* Input material
//! Ingestion and answering pipelines.
//!
//! One parametrized pipeline serves every source kind; per-kind tuning
//! (chunk sizes, handle choice, caching) lives in [`SourceProfile`].
//! [`RagService`] wires both pipelines to a shared embedder and index store
//! and exposes the operations the HTTP layer and CLI call.

mod answer;
mod ingest;
mod profile;

pub use answer::{AnswerRecord, Answerer};
pub use ingest::Ingestor;
pub use profile::{HandleStrategy, SourceProfile, SourceProfiles};

use crate::config::{Prompts, Settings};
use crate::embedding::{Embedder, OpenAIEmbedder};
use crate::error::Result;
use crate::extract::{parse_video_url, Extractors, SourceDescriptor};
use crate::generation::{Generator, OpenAIGenerator};
use crate::index::{DocumentHandle, IndexStore};
use crate::retry::RetryPolicy;
use std::path::Path;
use std::sync::Arc;
use tracing::info;

/// Document question answering over an in-memory index store.
pub struct RagService {
    ingestor: Ingestor,
    answerer: Answerer,
    store: Arc<IndexStore>,
}

impl RagService {
    /// Assemble the service from explicit components.
    ///
    /// The embedder is shared by both pipelines so passages and questions
    /// are always embedded by the same model.
    pub fn new(
        settings: &Settings,
        embedder: Arc<dyn Embedder>,
        generator: Arc<dyn Generator>,
        extractors: Extractors,
    ) -> Result<Self> {
        settings.validate()?;

        let prompts = Prompts::load(
            settings.prompts.custom_dir.as_deref(),
            Some(&settings.prompts.variables),
        )?;
        let store = Arc::new(IndexStore::from_settings(&settings.store));
        let retry = RetryPolicy::from(&settings.retry);

        let ingestor = Ingestor::new(
            extractors,
            embedder.clone(),
            store.clone(),
            SourceProfiles::from_settings(settings)?,
            retry,
        );
        let answerer = Answerer::new(
            embedder,
            generator,
            store.clone(),
            prompts,
            settings.rag.clone(),
            retry,
        );

        info!(
            policy = %store.policy(),
            top_k = settings.rag.top_k,
            "RAG service ready"
        );

        Ok(Self {
            ingestor,
            answerer,
            store,
        })
    }

    /// Build the service with the OpenAI embedder and generator and the
    /// built-in extractors.
    pub fn from_settings(settings: &Settings) -> Result<Self> {
        let embedder: Arc<dyn Embedder> = Arc::new(OpenAIEmbedder::from_settings(settings)?);
        let generator: Arc<dyn Generator> = Arc::new(OpenAIGenerator::from_settings(settings)?);
        Self::new(settings, embedder, generator, Extractors::standard(settings))
    }

    pub fn store(&self) -> &Arc<IndexStore> {
        &self.store
    }

    /// Ingest any source descriptor.
    pub async fn ingest(&self, source: &SourceDescriptor, force_refresh: bool) -> Result<DocumentHandle> {
        self.ingestor.ingest(source, force_refresh).await
    }

    pub async fn ingest_from_pdf(&self, path: impl AsRef<Path>) -> Result<DocumentHandle> {
        let source = SourceDescriptor::Pdf {
            path: path.as_ref().to_path_buf(),
        };
        self.ingest(&source, false).await
    }

    pub async fn ingest_from_text_file(&self, path: impl AsRef<Path>) -> Result<DocumentHandle> {
        let source = SourceDescriptor::TextFile {
            path: path.as_ref().to_path_buf(),
        };
        self.ingest(&source, false).await
    }

    pub async fn ingest_from_plain_text(&self, text: &str) -> Result<DocumentHandle> {
        let source = SourceDescriptor::PlainText {
            text: text.to_string(),
            source: None,
        };
        self.ingest(&source, false).await
    }

    /// Index a video transcript, keyed by its URL.
    ///
    /// An already indexed URL is a cache hit unless `force_refresh` is set.
    pub async fn ingest_from_video(&self, url: &str, force_refresh: bool) -> Result<DocumentHandle> {
        parse_video_url(url)?;
        let source = SourceDescriptor::Video {
            url: url.trim().to_string(),
        };
        self.ingest(&source, force_refresh).await
    }

    /// Answer a question from `handle`'s index, or the most recent one.
    pub async fn answer(&self, question: &str, handle: Option<&DocumentHandle>) -> Result<AnswerRecord> {
        self.answerer.answer(question, handle).await
    }
}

* What you are asked to do
In the listing above, find the line with "settings.validate()?;" and the line with "pub fn from_settings(settings: &Settings)", then print exactly those lines and every line between them.

* Answer space
        settings.validate()?;

        let prompts = Prompts::load(
            settings.prompts.custom_dir.as_deref(),
            Some(&settings.prompts.variables),
        )?;
        let store = Arc::new(IndexStore::from_settings(&settings.store));
        let retry = RetryPolicy::from(&settings.retry);

        let ingestor = Ingestor::new(
            extractors,
            embedder.clone(),
            store.clone(),
            SourceProfiles::from_settings(settings)?,
            retry,
        );
        let answerer = Answerer::new(
            embedder,
            generator,
            store.clone(),
            prompts,
            settings.rag.clone(),
            retry,
        );

        info!(
            policy = %store.policy(),
            top_k = settings.rag.top_k,
            "RAG service ready"
        );

        Ok(Self {
            ingestor,
            answerer,
            store,
        })
    }

    /// Build the service with the OpenAI embedder and generator and the
    /// built-in extractors.
    pub fn from_settings(settings: &Settings) -> Result<Self> {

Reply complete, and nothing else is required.